In Tunbridge Wells, 120 miles north of Rouen, the proprietor of a spa presumed her premises were ablaze. “I could definitely smell burning,” said Keri Bond, manager of Champneys. “We were going into every room and smelling to see if there was a fire.”

In a statement, the Health Protection Agency said: “The smell drifting over southern England poses no risk to public health. It is caused by a particularly smelly chemical added to odourless natural gas to give that its characteristic smell.

“It is not toxic and has also been diluted before entering the air over England, so people should be reassured it will cause no harm and will disperse.”

Last night, French ecology minister Delphine Batho said she was cutting short a trip to Germany to head for Rouen to oversee the clean-up operation.

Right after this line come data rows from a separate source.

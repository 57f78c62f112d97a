//! Multiset of carried items keyed by item identifier.

use std::collections::BTreeMap;

use super::EffectError;

/// Item counts. Entries never hold zero; removing the last unit drops the key.
#[derive(Clone, Debug, Default, PartialEq, Eq)]
#[cfg_attr(
    feature = "serde",
    derive(serde::Serialize, serde::Deserialize),
    serde(transparent)
)]
pub struct Inventory {
    items: BTreeMap<String, u32>,
}

impl Inventory {
    pub fn new() -> Self {
        Self::default()
    }

    pub fn count(&self, item: &str) -> u32 {
        self.items.get(item).copied().unwrap_or(0)
    }

    pub fn contains(&self, item: &str, count: u32) -> bool {
        self.count(item) >= count
    }

    pub fn add(&mut self, item: &str, count: u32) {
        if count == 0 {
            return;
        }
        let entry = self.items.entry(item.to_owned()).or_insert(0);
        *entry = entry.saturating_add(count);
    }

    /// Removes `count` units or fails without touching the inventory.
    pub fn remove(&mut self, item: &str, count: u32) -> Result<(), EffectError> {
        let held = self.count(item);
        if held < count {
            return Err(EffectError::InsufficientItems {
                item: item.to_owned(),
                requested: count,
                held,
            });
        }

        if held == count {
            self.items.remove(item);
        } else if let Some(entry) = self.items.get_mut(item) {
            *entry = held - count;
        }
        Ok(())
    }

    pub fn is_empty(&self) -> bool {
        self.items.is_empty()
    }

    pub fn iter(&self) -> impl Iterator<Item = (&str, u32)> {
        self.items.iter().map(|(id, count)| (id.as_str(), *count))
    }
}

impl<S: Into<String>> FromIterator<(S, u32)> for Inventory {
    fn from_iter<T: IntoIterator<Item = (S, u32)>>(iter: T) -> Self {
        let mut inventory = Inventory::new();
        for (item, count) in iter {
            inventory.add(&item.into(), count);
        }
        inventory
    }
}
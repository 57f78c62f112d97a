//! Exploration event selection.
mod error;
mod selector;

pub use error::SelectError;
pub use selector::{Candidate, EventSelector, Selection};
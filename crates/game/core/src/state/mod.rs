//! Authoritative game state representation.
//!
//! [`GameState`] is the single mutable aggregate of a run. Readers borrow it
//! through [`StateSnapshot`]; every mutation flows through
//! [`crate::engine::GameEngine`].
mod calendar;
mod error;
mod flags;
mod history;
mod inventory;
mod modifiers;
mod snapshot;

use std::collections::{BTreeMap, BTreeSet};

pub use calendar::{Season, TimeOfDay};
pub use error::EffectError;
pub use flags::FlagSet;
pub use history::RecentEvents;
pub use inventory::Inventory;
pub use modifiers::{StatKind, StatModifier, TimedModifier, active_total};
pub use snapshot::StateSnapshot;

use crate::config::GameConfig;

/// Current save schema. Bump together with a new migration step.
pub const SCHEMA_VERSION: u32 = 5;

#[derive(Clone, Debug, Default, PartialEq, Eq)]
#[cfg_attr(feature = "serde", derive(serde::Serialize, serde::Deserialize))]
pub struct PlayerProfile {
    pub name: String,
    /// Race identifier from the races catalog.
    pub race: String,
}

#[derive(Clone, Debug, PartialEq)]
#[cfg_attr(feature = "serde", derive(serde::Serialize, serde::Deserialize))]
pub struct Stamina {
    pub current: f64,
    pub base_cap: f64,
}

#[derive(Clone, Copy, Debug, PartialEq, Eq, strum::Display)]
#[cfg_attr(feature = "serde", derive(serde::Serialize, serde::Deserialize))]
pub enum GameOverCause {
    Starvation,
}

#[derive(Clone, Copy, Debug, Default, PartialEq, Eq)]
#[cfg_attr(feature = "serde", derive(serde::Serialize, serde::Deserialize))]
pub enum RunStatus {
    #[default]
    Active,
    GameOver(GameOverCause),
}

/// Canonical state of a single run.
#[derive(Clone, Debug, PartialEq)]
#[cfg_attr(feature = "serde", derive(serde::Serialize, serde::Deserialize))]
pub struct GameState {
    pub player: PlayerProfile,

    /// Absolute day, 1-indexed.
    pub day: u32,
    pub season: Season,
    /// Day within `season`, 1-indexed.
    pub day_in_season: u32,
    pub time_of_day: TimeOfDay,

    pub stamina: Stamina,
    pub days_without_meal: u32,
    pub ate_meal_today: bool,
    pub ate_snack_today: bool,

    pub inventory: Inventory,
    /// Signed rapport score per NPC identifier.
    pub rapport: BTreeMap<String, i64>,
    pub flags: FlagSet,
    /// Quest identifier to stage. Stages only move forward.
    pub quests: BTreeMap<String, u32>,

    pub discovered_landmarks: BTreeSet<String>,
    pub current_landmark: Option<String>,
    pub landmark_stability: BTreeMap<String, u32>,

    pub recent_events: RecentEvents,
    pub steps_since_forage: u32,

    pub timed_modifiers: Vec<TimedModifier>,
    pub status: RunStatus,
}

impl GameState {
    /// Fresh run on day 1 with full stamina.
    pub fn new(player: PlayerProfile, config: &GameConfig) -> Self {
        let (season, day_in_season) = config.calendar.locate(1);
        let base_cap = config.hunger.base_stamina_cap;

        Self {
            player,
            day: 1,
            season,
            day_in_season,
            time_of_day: TimeOfDay::Dawn,
            stamina: Stamina {
                current: base_cap,
                base_cap,
            },
            days_without_meal: 0,
            ate_meal_today: false,
            ate_snack_today: false,
            inventory: Inventory::new(),
            rapport: BTreeMap::new(),
            flags: FlagSet::default(),
            quests: BTreeMap::new(),
            discovered_landmarks: BTreeSet::new(),
            current_landmark: None,
            landmark_stability: BTreeMap::new(),
            recent_events: RecentEvents::with_capacity(config.events.history_capacity),
            steps_since_forage: 0,
            timed_modifiers: Vec::new(),
            status: RunStatus::Active,
        }
    }

    pub fn snapshot(&self) -> StateSnapshot<'_> {
        StateSnapshot::new(self)
    }

    pub fn is_over(&self) -> bool {
        matches!(self.status, RunStatus::GameOver(_))
    }
}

Five years ago, Londoners were left clutching their stomachs after ill winds brought the stink of muck, spread by Dutch farmers, across the Channel.

l A fuel leak forced homes and businesses to be evacuated in North Ayrshire yesterday. Firefighters were called to Main Street, Beith, about 9am after reports of a strong smell of petrol from drains, powerful enough to cause nausea and headaches. The street was evacuated, with residents bussed to a community hall in nearby Kilbirnie.